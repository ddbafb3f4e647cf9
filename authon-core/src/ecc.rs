//! ECC certificate retrieval and challenge/response
//!
//! Each key slot has an origin data certificate (ODC) and a public key in
//! the system pages. The certificate handed to the verifier is the UID,
//! the public key and the ODC, concatenated in that order.

use authon_protocol::command::{ECC_CHALLENGE_LEN, ECC_RESPONSE_LEN, MAC_LEN};

use crate::bus::{Bus, MacOperation, PollBudget, MAC_ACCEPTED};
use crate::capability::DeviceFeatures;
use crate::nvm::page_address;
use crate::register::{busy, int, INT_EN, INT_STS, KEY_SLOT, UID_REG};
use crate::search::UID_LEN;
use crate::status::{EccError, Error, ExecutionError};
use crate::traits::phy::{Interrupt, Phy, WaitMode};

/// Bytes of an ECC public key
pub const PUBLIC_KEY_LEN: usize = 24;

/// Bytes of an origin data certificate
pub const ODC_LEN: usize = 48;

/// Bytes of a certificate blob
pub const CERTIFICATE_LEN: usize = UID_LEN + PUBLIC_KEY_LEN + ODC_LEN;

/// Key slots a device can hold
pub const MAX_KEY_SLOTS: u8 = 2;

/// First ODC page per key slot
const ODC_PAGES: [u8; 2] = [0x80, 0x92];

/// First public key page per key slot
const PUBLIC_KEY_PAGES: [u8; 2] = [0x8C, 0x9E];

/// UID, public key and ODC of one key slot
#[derive(Debug, Clone, Copy, PartialEq, Eq)]
pub struct Certificate([u8; CERTIFICATE_LEN]);

impl Certificate {
    pub fn from_bytes(bytes: [u8; CERTIFICATE_LEN]) -> Self {
        Self(bytes)
    }

    pub fn as_bytes(&self) -> &[u8; CERTIFICATE_LEN] {
        &self.0
    }

    pub fn uid(&self) -> &[u8] {
        &self.0[..UID_LEN]
    }

    pub fn public_key(&self) -> &[u8] {
        &self.0[UID_LEN..UID_LEN + PUBLIC_KEY_LEN]
    }

    pub fn odc(&self) -> &[u8] {
        &self.0[UID_LEN + PUBLIC_KEY_LEN..]
    }
}

#[cfg(feature = "defmt")]
impl defmt::Format for Certificate {
    fn format(&self, f: defmt::Formatter) {
        defmt::write!(f, "Certificate {{ uid: {=[u8]:02x} }}", self.uid());
    }
}

/// How to wait for the ECC computation
#[derive(Debug, Clone, Copy, PartialEq, Eq)]
#[cfg_attr(feature = "defmt", derive(defmt::Format))]
pub enum EccWait {
    /// Unconditional delay, then a busy poll
    FixedWait,
    /// Busy poll only
    Polling,
    /// Arm the done interrupt and wait for its pulse
    Interrupt,
}

/// Timing for ECC and MAC operations
#[derive(Debug, Clone, Copy, PartialEq, Eq)]
pub struct EccTiming {
    pub ecc_poll: PollBudget,
    pub mac_poll: PollBudget,
    pub fixed_wait_us: u32,
    pub interrupt_timeout_us: u32,
}

/// ECC operations on the addressed device
pub struct Ecc<'a, P: Phy> {
    bus: &'a mut Bus<P>,
    key_count: u8,
    features: DeviceFeatures,
    timing: EccTiming,
}

impl<'a, P: Phy> Ecc<'a, P> {
    pub fn new(
        bus: &'a mut Bus<P>,
        key_count: u8,
        features: DeviceFeatures,
        timing: EccTiming,
    ) -> Self {
        Self {
            bus,
            key_count,
            features,
            timing,
        }
    }

    fn check_slot(&self, slot: u8) -> Result<usize, Error> {
        if slot >= self.key_count.min(MAX_KEY_SLOTS) {
            return Err(EccError::InvalidKeySlot.into());
        }
        Ok(slot as usize)
    }

    /// Assemble the certificate of a key slot
    pub fn certificate(&mut self, slot: u8) -> Result<Certificate, Error> {
        let index = self.check_slot(slot)?;
        let mut blob = [0u8; CERTIFICATE_LEN];
        let (uid, rest) = blob.split_at_mut(UID_LEN);
        let (key, odc) = rest.split_at_mut(PUBLIC_KEY_LEN);

        self.bus.read_register(UID_REG, uid)?;
        self.bus
            .read_register(page_address(PUBLIC_KEY_PAGES[index]), key)?;
        self.bus.read_register(page_address(ODC_PAGES[index]), odc)?;

        Ok(Certificate(blob))
    }

    fn wait_not_busy(&mut self) -> Result<(), Error> {
        if self
            .bus
            .poll_until(self.timing.ecc_poll, |bus| Ok(!bus.is_busy(busy::ECC)?))
        {
            Ok(())
        } else {
            Err(EccError::Timeout.into())
        }
    }

    fn wait_interrupt(&mut self) -> Result<(), Error> {
        let pulse = self.bus.wait_interrupt(WaitMode::Poll {
            timeout_us: self.timing.interrupt_timeout_us,
        });
        if pulse == Interrupt::None {
            warn!("no ECC done interrupt, aborting device wait");
            self.bus.abort_interrupt();
        }

        // Read-and-clear happens whatever the pulse outcome
        let status = self.bus.read_u8(INT_STS)?;
        self.bus.write_u8(INT_EN, 0)?;

        if pulse == Interrupt::None && status & int::ECC_DONE == 0 {
            return Err(EccError::NoInterrupt.into());
        }
        Ok(())
    }

    /// Sign `challenge` with a key slot and return the response
    pub fn challenge_response(
        &mut self,
        challenge: &[u8; ECC_CHALLENGE_LEN],
        slot: u8,
        wait: EccWait,
    ) -> Result<[u8; ECC_RESPONSE_LEN], Error> {
        self.check_slot(slot)?;
        self.bus.write_u8(KEY_SLOT, slot)?;
        if wait == EccWait::Interrupt {
            self.bus.write_u8(INT_EN, int::ECC_DONE)?;
        }

        self.bus.ecc_start(challenge)?;

        match wait {
            EccWait::FixedWait => {
                self.bus.delay_us(self.timing.fixed_wait_us);
                self.wait_not_busy()?;
            }
            EccWait::Polling => self.wait_not_busy()?,
            EccWait::Interrupt => self.wait_interrupt()?,
        }

        self.bus.ecc_result()
    }

    /// Permanently disable the device with the kill MAC
    pub fn kill(&mut self, mac: &[u8; MAC_LEN]) -> Result<(), Error> {
        if !self.features.kill {
            return Err(EccError::KillDisabled.into());
        }

        self.bus.mac_start(MacOperation::Kill, mac)?;
        if !self
            .bus
            .poll_until(self.timing.mac_poll, |bus| Ok(!bus.is_busy(busy::AUTH_MAC)?))
        {
            return Err(EccError::Timeout.into());
        }
        if self.bus.mac_result()? != MAC_ACCEPTED {
            return Err(ExecutionError::MacRejected.into());
        }
        info!("device killed");
        Ok(())
    }
}
impl SimDevice {
    pub fn new(uid: Uid) -> Self {
        Self {
            uid,
            address: DEFAULT_DEVICE_ADDRESS,
            nvm: vec![0u8; SIM_NVM_BYTES],
            locks: [0; USER_NVM_LOCK_REGS],
            nvm_pages: 64,
            ecc_key_count: 2,
            device_cfg: device_cfg::HOST_AUTH | device_cfg::KILL | device_cfg::NVM_UNLOCK,
            lsc_feature: 0,
            kill_status: 0,
            busy_polls: 0,
            mac_busy_polls: 0,
            ecc_busy_polls: 0,
            lsc_busy_polls: 0,
            unlock_mac: [0x5A; MAC_LEN],
            kill_mac: [0xC3; MAC_LEN],
            unlock_clears: true,
            nonce_a: [0x11; HOST_AUTH_LEN],
            blocks: Vec::new(),
            active: true,
            search_pos: None,
            pointer: 0,
            burst: 1,
            nvm_busy: 0,
            mac_busy: 0,
            ecc_busy: 0,
            lsc_busy: 0,
            lsc_ctrl: 0,
            int_en: 0,
            int_sts: 0,
            key_slot: 0,
            mac_result: 0,
            nonce_b: [0; HOST_AUTH_LEN],
            tag_b: [0; HOST_AUTH_LEN],
            ecc_response: [0; ECC_RESPONSE_LEN],
        }
    }

    /// Store bytes at an NVM page
    pub fn with_page(mut self, page: u8, bytes: &[u8]) -> Self {
        let start = page_address(page) as usize;
        self.nvm[start..start + bytes.len()].copy_from_slice(bytes);
        self
    }

    pub fn page(&self, page: u8) -> [u8; 4] {
        let start = page_address(page) as usize;
        let mut out = [0u8; 4];
        out.copy_from_slice(&self.nvm[start..start + 4]);
        out
    }

    pub fn is_locked(&self, page: u8) -> bool {
        self.locks[page as usize / 8] & (1 << (page % 8)) != 0
    }

    pub fn lock(&mut self, page: u8) {
        self.locks[page as usize / 8] |= 1 << (page % 8);
    }

    /// Last NonceB the host sent
    pub fn nonce_b(&self) -> AuthBlock {
        self.nonce_b
    }

    pub fn int_status(&self) -> u8 {
        self.int_sts
    }

    fn power_on_reset(&mut self) {
        self.active = true;
        self.address = DEFAULT_DEVICE_ADDRESS;
        self.search_pos = None;
        self.nvm_busy = 0;
        self.mac_busy = 0;
        self.ecc_busy = 0;
        self.lsc_busy = 0;
        self.lsc_ctrl = 0;
        self.int_en = 0;
        self.int_sts = 0;
    }

    fn counter_page(bit: u8) -> u8 {
        if bit & 0b01 != 0 {
            0xA4
        } else {
            0xA5
        }
    }

    fn read_sfr(&mut self, address: u16) -> u8 {
        match address {
            BUSY_STS => {
                let mut value = 0;
                for (counter, bit) in [
                    (&mut self.nvm_busy, busy::NVM),
                    (&mut self.mac_busy, busy::AUTH_MAC),
                    (&mut self.ecc_busy, busy::ECC),
                ] {
                    if *counter > 0 {
                        *counter -= 1;
                        value |= bit;
                    }
                }
                value
            }
            INT_STS => core::mem::take(&mut self.int_sts),
            INT_EN => self.int_en,
            KEY_SLOT => self.key_slot,
            LSC_FEAT_STS => self.lsc_feature,
            LSC_KILL_ACT_STS => self.kill_status,
            LSC_CTRL => {
                if self.lsc_busy > 0 {
                    self.lsc_busy -= 1;
                    self.lsc_ctrl
                } else {
                    self.lsc_ctrl = 0;
                    0
                }
            }
            DEVICE_CFG => self.device_cfg,
            NVM_SIZE => self.nvm_pages,
            ECC_KEY_COUNT => self.ecc_key_count,
            DEVICE_ADDRESS_HI => (self.address >> 8) as u8,
            DEVICE_ADDRESS_LO => self.address as u8,
            a if (USER_NVM_LOCK_STS..USER_NVM_LOCK_STS + USER_NVM_LOCK_REGS as u16)
                .contains(&a) =>
            {
                self.locks[(a - USER_NVM_LOCK_STS) as usize]
            }
            a if (UID_REG..UID_REG + UID_LEN as u16).contains(&a) => {
                self.uid.0[(a - UID_REG) as usize]
            }
            _ => 0,
        }
    }

    fn write_sfr(&mut self, address: u16, value: u8) {
        match address {
            INT_EN => self.int_en = value,
            KEY_SLOT => self.key_slot = value,
            NVM_LOCK_SET => {
                if value < self.nvm_pages {
                    self.lock(value);
                    self.nvm_busy = self.busy_polls;
                }
            }
            LSC_CTRL => {
                for bit in [0b01u8, 0b10] {
                    if value & bit != 0 {
                        let start = page_address(Self::counter_page(bit)) as usize;
                        let mut raw = [0u8; 4];
                        raw.copy_from_slice(&self.nvm[start..start + 4]);
                        let count = u32::from_be_bytes(raw).saturating_sub(1);
                        self.nvm[start..start + 4].copy_from_slice(&count.to_be_bytes());
                    }
                }
                self.lsc_ctrl = value;
                self.lsc_busy = self.lsc_busy_polls;
            }
            DEVICE_ADDRESS_HI => self.address = (self.address & 0x00FF) | ((value as u16) << 8),
            DEVICE_ADDRESS_LO => self.address = (self.address & 0xFF00) | value as u16,
            _ => {}
        }
    }

    fn program(&mut self, data: &[u8]) {
        self.blocks.push(data.len());
        let start = self.pointer as usize;
        let first_page = (start / 4) as u8;
        let last_page = ((start + data.len() - 1) / 4) as u8;
        let locked = (first_page..=last_page)
            .any(|p| p < self.nvm_pages && self.is_locked(p));
        if !locked && start + data.len() <= self.nvm.len() {
            self.nvm[start..start + data.len()].copy_from_slice(data);
        }
        self.nvm_busy = self.busy_polls;
    }

    fn read(&mut self, len: usize) -> Vec<u8> {
        if self.pointer >= REGISTER_SPACE_START {
            assert_eq!(len, 1, "register space reads are single bytes");
            return vec![self.read_sfr(self.pointer)];
        }
        assert_eq!(len, self.burst, "read length must match burst length");
        let start = self.pointer as usize;
        (start..start + len)
            .map(|i| self.nvm.get(i).copied().unwrap_or(0xFF))
            .collect()
    }

    fn write(&mut self, data: &[u8]) {
        if self.pointer >= REGISTER_SPACE_START {
            for (i, &byte) in data.iter().enumerate() {
                self.write_sfr(self.pointer + i as u16, byte);
            }
        } else {
            self.program(data);
        }
    }

    fn maintenance(&mut self, op: u8, mac: &[u8]) {
        self.mac_busy = self.mac_busy_polls;
        let accepted = if op == MacOperation::NvmUnlock as u8 {
            let ok = self.device_cfg & device_cfg::NVM_UNLOCK != 0 && mac == self.unlock_mac;
            if ok {
                self.locks = [0; USER_NVM_LOCK_REGS];
                if !self.unlock_clears {
                    self.locks[USER_NVM_LOCK_REGS - 1] = 0x01;
                }
            }
            ok
        } else if op == MacOperation::Kill as u8 {
            let ok = self.device_cfg & device_cfg::KILL != 0 && mac == self.kill_mac;
            if ok {
                self.kill_status = 0x01;
            }
            ok
        } else {
            false
        };
        self.mac_result = if accepted { 0x00 } else { 0x01 };
    }
}
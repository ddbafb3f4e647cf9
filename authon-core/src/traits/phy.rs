//! Physical layer trait

use authon_protocol::{TimingError, WireWord, WordError};

/// Errors from one exchange on the wire
#[derive(Debug, Clone, Copy, PartialEq, Eq)]
#[cfg_attr(feature = "defmt", derive(defmt::Format))]
pub enum PhyError {
    /// No edge within the response or edge timeout
    Timeout,
    /// Training intervals did not decode as `0`,`1`
    Training,
    /// Parity check failed
    Parity,
    /// Device data arrived without ACK (raw byte kept for diagnostics)
    Acknowledge(u8),
    /// Training bits missing from a decoded word
    Framing,
    /// An interval fell outside both bit buckets
    Timing,
}

impl PhyError {
    pub fn code(self) -> u8 {
        match self {
            PhyError::Timeout => 0x01,
            PhyError::Training => 0x02,
            PhyError::Parity => 0x03,
            PhyError::Acknowledge(_) => 0x04,
            PhyError::Framing => 0x05,
            PhyError::Timing => 0x06,
        }
    }
}

impl From<WordError> for PhyError {
    fn from(e: WordError) -> Self {
        match e {
            WordError::Framing => PhyError::Framing,
            WordError::Parity => PhyError::Parity,
            WordError::Acknowledge(byte) => PhyError::Acknowledge(byte),
        }
    }
}

impl From<TimingError> for PhyError {
    fn from(e: TimingError) -> Self {
        match e {
            TimingError::Training => PhyError::Training,
            TimingError::OutOfBucket(_) | TimingError::Degenerate => PhyError::Timing,
        }
    }
}

/// How to look for a device interrupt pulse
#[derive(Debug, Clone, Copy, PartialEq, Eq)]
#[cfg_attr(feature = "defmt", derive(defmt::Format))]
pub enum WaitMode {
    /// Keep sampling until a pulse or the timeout
    Poll { timeout_us: u32 },
    /// Check once
    Immediate,
}

/// Outcome of an interrupt wait
#[derive(Debug, Clone, Copy, PartialEq, Eq)]
#[cfg_attr(feature = "defmt", derive(defmt::Format))]
pub enum Interrupt {
    Received,
    None,
}

/// Bit-level access to one single-wire bus
///
/// Implementations own the line and a time source. Every exchange must run
/// with interrupts and preemption disabled from the first edge to the last.
pub trait Phy {
    /// Send `tx` and then receive `rx.len()` device words
    ///
    /// Each received word must decode with the ACK class; its payload is
    /// stored in `rx`. Any fault fails the whole exchange.
    fn exchange(&mut self, tx: &[WireWord], rx: &mut [u8]) -> Result<(), PhyError>;

    /// Look for an interrupt pulse from the device
    fn wait_interrupt(&mut self, mode: WaitMode) -> Interrupt;

    /// Terminate a device's interrupt wait with an abort pulse
    fn abort_interrupt(&mut self);

    /// Drive the line low and hold it for `hold_us`
    fn power_down(&mut self, hold_us: u32);

    /// Release the line high and hold it for `hold_us`
    fn power_up(&mut self, hold_us: u32);

    /// Block for `us` microseconds
    fn delay_us(&mut self, us: u32);

    /// Monotonic time in microseconds
    fn now_us(&mut self) -> u64;
}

-=-=-=-=-

Task objective:
Everything from the first line above through the line that contains "in that order." should be duplicated exactly, please, and nothing beyond it.

Result of this exercise:
repository ddbafb3f4e647cf9
filename authon-core/src/ecc.rs
//! ECC certificate retrieval and challenge/response
//!
//! Each key slot has an origin data certificate (ODC) and a public key in
//! the system pages. The certificate handed to the verifier is the UID,
//! the public key and the ODC, concatenated in that order.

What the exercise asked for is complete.